## Task description:
Copy all the lines below without altering anything.

## Provided data:
• • • • •

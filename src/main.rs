use pahe_relay::{Config, run};

#[global_allocator]
static GLOBAL: mimalloc::MiMalloc = mimalloc::MiMalloc;

fn main() -> anyhow::Result<()> {
    let config = Config::load()?;
    let worker_threads = config.general.worker_threads;

    let mut builder = tokio::runtime::Builder::new_multi_thread();
    builder.enable_all();

    if worker_threads > 0 {
        builder.worker_threads(worker_threads);
    }

    let runtime = builder.build()?;
    runtime.block_on(run())
}
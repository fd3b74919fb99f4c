use sea_orm_migration::prelude::*;

#[derive(DeriveMigrationName)]
pub struct Migration;

#[async_trait::async_trait]
impl MigrationTrait for Migration {
    async fn up(&self, manager: &SchemaManager) -> Result<(), DbErr> {
        manager
            .create_table(
                Table::create()
                    .table(AnimeDocuments::Table)
                    .if_not_exists()
                    .col(
                        ColumnDef::new(AnimeDocuments::AnimeId)
                            .big_integer()
                            .not_null()
                            .primary_key(),
                    )
                    .col(ColumnDef::new(AnimeDocuments::Session).string().null())
                    .col(ColumnDef::new(AnimeDocuments::Title).string().not_null())
                    .col(
                        ColumnDef::new(AnimeDocuments::AlternativeTitles)
                            .text()
                            .not_null()
                            .default("{}"),
                    )
                    .col(
                        ColumnDef::new(AnimeDocuments::Synopsis)
                            .text()
                            .not_null()
                            .default(""),
                    )
                    .col(
                        ColumnDef::new(AnimeDocuments::Poster)
                            .string()
                            .not_null()
                            .default(""),
                    )
                    .col(
                        ColumnDef::new(AnimeDocuments::MediaType)
                            .string()
                            .not_null()
                            .default("TV"),
                    )
                    .col(
                        ColumnDef::new(AnimeDocuments::Score)
                            .double()
                            .not_null()
                            .default(0.0),
                    )
                    .col(
                        ColumnDef::new(AnimeDocuments::Status)
                            .string()
                            .not_null()
                            .default(""),
                    )
                    .col(
                        ColumnDef::new(AnimeDocuments::Genres)
                            .text()
                            .not_null()
                            .default("[]"),
                    )
                    .col(
                        ColumnDef::new(AnimeDocuments::Studios)
                            .text()
                            .not_null()
                            .default("[]"),
                    )
                    .col(ColumnDef::new(AnimeDocuments::StartSeason).text().null())
                    .col(
                        ColumnDef::new(AnimeDocuments::StartDate)
                            .string()
                            .not_null()
                            .default(""),
                    )
                    .col(
                        ColumnDef::new(AnimeDocuments::EndDate)
                            .string()
                            .not_null()
                            .default(""),
                    )
                    .col(
                        ColumnDef::new(AnimeDocuments::EpisodeCount)
                            .big_integer()
                            .not_null()
                            .default(0),
                    )
                    .col(
                        ColumnDef::new(AnimeDocuments::CurrentEpisodeCount)
                            .big_integer()
                            .not_null()
                            .default(0),
                    )
                    .col(ColumnDef::new(AnimeDocuments::Broadcast).text().null())
                    .col(
                        ColumnDef::new(AnimeDocuments::Duration)
                            .big_integer()
                            .not_null()
                            .default(0),
                    )
                    .col(
                        ColumnDef::new(AnimeDocuments::Rating)
                            .string()
                            .not_null()
                            .default("g"),
                    )
                    .col(
                        ColumnDef::new(AnimeDocuments::Episodes)
                            .text()
                            .not_null()
                            .default("[]"),
                    )
                    .col(
                        ColumnDef::new(AnimeDocuments::Recommendations)
                            .text()
                            .not_null()
                            .default("[]"),
                    )
                    .col(
                        ColumnDef::new(AnimeDocuments::RelatedAnime)
                            .text()
                            .not_null()
                            .default("[]"),
                    )
                    .col(
                        ColumnDef::new(AnimeDocuments::UseApi)
                            .boolean()
                            .not_null()
                            .default(false),
                    )
                    .col(ColumnDef::new(AnimeDocuments::CreatedAt).string().not_null())
                    .col(ColumnDef::new(AnimeDocuments::UpdatedAt).string().not_null())
                    .to_owned(),
            )
            .await?;

        manager
            .create_index(
                Index::create()
                    .name("idx_anime_documents_session")
                    .table(AnimeDocuments::Table)
                    .col(AnimeDocuments::Session)
                    .to_owned(),
            )
            .await?;

        Ok(())
    }

    async fn down(&self, manager: &SchemaManager) -> Result<(), DbErr> {
        manager
            .drop_table(Table::drop().table(AnimeDocuments::Table).to_owned())
            .await
    }
}

#[derive(DeriveIden)]
enum AnimeDocuments {
    Table,
    AnimeId,
    Session,
    Title,
    AlternativeTitles,
    Synopsis,
    Poster,
    MediaType,
    Score,
    Status,
    Genres,
    Studios,
    StartSeason,
    StartDate,
    EndDate,
    EpisodeCount,
    CurrentEpisodeCount,
    Broadcast,
    Duration,
    Rating,
    Episodes,
    Recommendations,
    RelatedAnime,
    UseApi,
    CreatedAt,
    UpdatedAt,
}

• • • • •

## Output for this exercise:
filename src/main.rs
use pahe_relay::{Config, run};

#[global_allocator]
static GLOBAL: mimalloc::MiMalloc = mimalloc::MiMalloc;

fn main() -> anyhow::Result<()> {
    let config = Config::load()?;
    let worker_threads = config.general.worker_threads;

    let mut builder = tokio::runtime::Builder::new_multi_thread();
    builder.enable_all();

    if worker_threads > 0 {
        builder.worker_threads(worker_threads);
    }

    let runtime = builder.build()?;
    runtime.block_on(run())
}
repository fd3b74919fb99f4c
use sea_orm_migration::prelude::*;

#[derive(DeriveMigrationName)]
pub struct Migration;

#[async_trait::async_trait]
impl MigrationTrait for Migration {
    async fn up(&self, manager: &SchemaManager) -> Result<(), DbErr> {
        manager
            .create_table(
                Table::create()
                    .table(AnimeDocuments::Table)
                    .if_not_exists()
                    .col(
                        ColumnDef::new(AnimeDocuments::AnimeId)
                            .big_integer()
                            .not_null()
                            .primary_key(),
                    )
                    .col(ColumnDef::new(AnimeDocuments::Session).string().null())
                    .col(ColumnDef::new(AnimeDocuments::Title).string().not_null())
                    .col(
                        ColumnDef::new(AnimeDocuments::AlternativeTitles)
                            .text()
                            .not_null()
                            .default("{}"),
                    )
                    .col(
                        ColumnDef::new(AnimeDocuments::Synopsis)
                            .text()
                            .not_null()
                            .default(""),
                    )
                    .col(
                        ColumnDef::new(AnimeDocuments::Poster)
                            .string()
                            .not_null()
                            .default(""),
                    )
                    .col(
                        ColumnDef::new(AnimeDocuments::MediaType)
                            .string()
                            .not_null()
                            .default("TV"),
                    )
                    .col(
                        ColumnDef::new(AnimeDocuments::Score)
                            .double()
                            .not_null()
                            .default(0.0),
                    )
                    .col(
                        ColumnDef::new(AnimeDocuments::Status)
                            .string()
                            .not_null()
                            .default(""),
                    )
                    .col(
                        ColumnDef::new(AnimeDocuments::Genres)
                            .text()
                            .not_null()
                            .default("[]"),
                    )
                    .col(
                        ColumnDef::new(AnimeDocuments::Studios)
                            .text()
                            .not_null()
                            .default("[]"),
                    )
                    .col(ColumnDef::new(AnimeDocuments::StartSeason).text().null())
                    .col(
                        ColumnDef::new(AnimeDocuments::StartDate)
                            .string()
                            .not_null()
                            .default(""),
                    )
                    .col(
                        ColumnDef::new(AnimeDocuments::EndDate)
                            .string()
                            .not_null()
                            .default(""),
                    )
                    .col(
                        ColumnDef::new(AnimeDocuments::EpisodeCount)
                            .big_integer()
                            .not_null()
                            .default(0),
                    )
                    .col(
                        ColumnDef::new(AnimeDocuments::CurrentEpisodeCount)
                            .big_integer()
                            .not_null()
                            .default(0),
                    )
                    .col(ColumnDef::new(AnimeDocuments::Broadcast).text().null())
                    .col(
                        ColumnDef::new(AnimeDocuments::Duration)
                            .big_integer()
                            .not_null()
                            .default(0),
                    )
                    .col(
                        ColumnDef::new(AnimeDocuments::Rating)
                            .string()
                            .not_null()
                            .default("g"),
                    )
                    .col(
                        ColumnDef::new(AnimeDocuments::Episodes)
                            .text()
                            .not_null()
                            .default("[]"),
                    )
                    .col(
                        ColumnDef::new(AnimeDocuments::Recommendations)
                            .text()
                            .not_null()
                            .default("[]"),
                    )
                    .col(
                        ColumnDef::new(AnimeDocuments::RelatedAnime)
                            .text()
                            .not_null()
                            .default("[]"),
                    )
                    .col(
                        ColumnDef::new(AnimeDocuments::UseApi)
                            .boolean()
                            .not_null()
                            .default(false),
                    )
                    .col(ColumnDef::new(AnimeDocuments::CreatedAt).string().not_null())
                    .col(ColumnDef::new(AnimeDocuments::UpdatedAt).string().not_null())
                    .to_owned(),
            )
            .await?;

        manager
            .create_index(
                Index::create()
                    .name("idx_anime_documents_session")
                    .table(AnimeDocuments::Table)
                    .col(AnimeDocuments::Session)
                    .to_owned(),
            )
            .await?;

        Ok(())
    }

    async fn down(&self, manager: &SchemaManager) -> Result<(), DbErr> {
        manager
            .drop_table(Table::drop().table(AnimeDocuments::Table).to_owned())
            .await
    }
}

#[derive(DeriveIden)]
enum AnimeDocuments {
    Table,
    AnimeId,
    Session,
    Title,
    AlternativeTitles,
    Synopsis,
    Poster,
    MediaType,
    Score,
    Status,
    Genres,
    Studios,
    StartSeason,
    StartDate,
    EndDate,
    EpisodeCount,
    CurrentEpisodeCount,
    Broadcast,
    Duration,
    Rating,
    Episodes,
    Recommendations,
    RelatedAnime,
    UseApi,
    CreatedAt,
    UpdatedAt,
}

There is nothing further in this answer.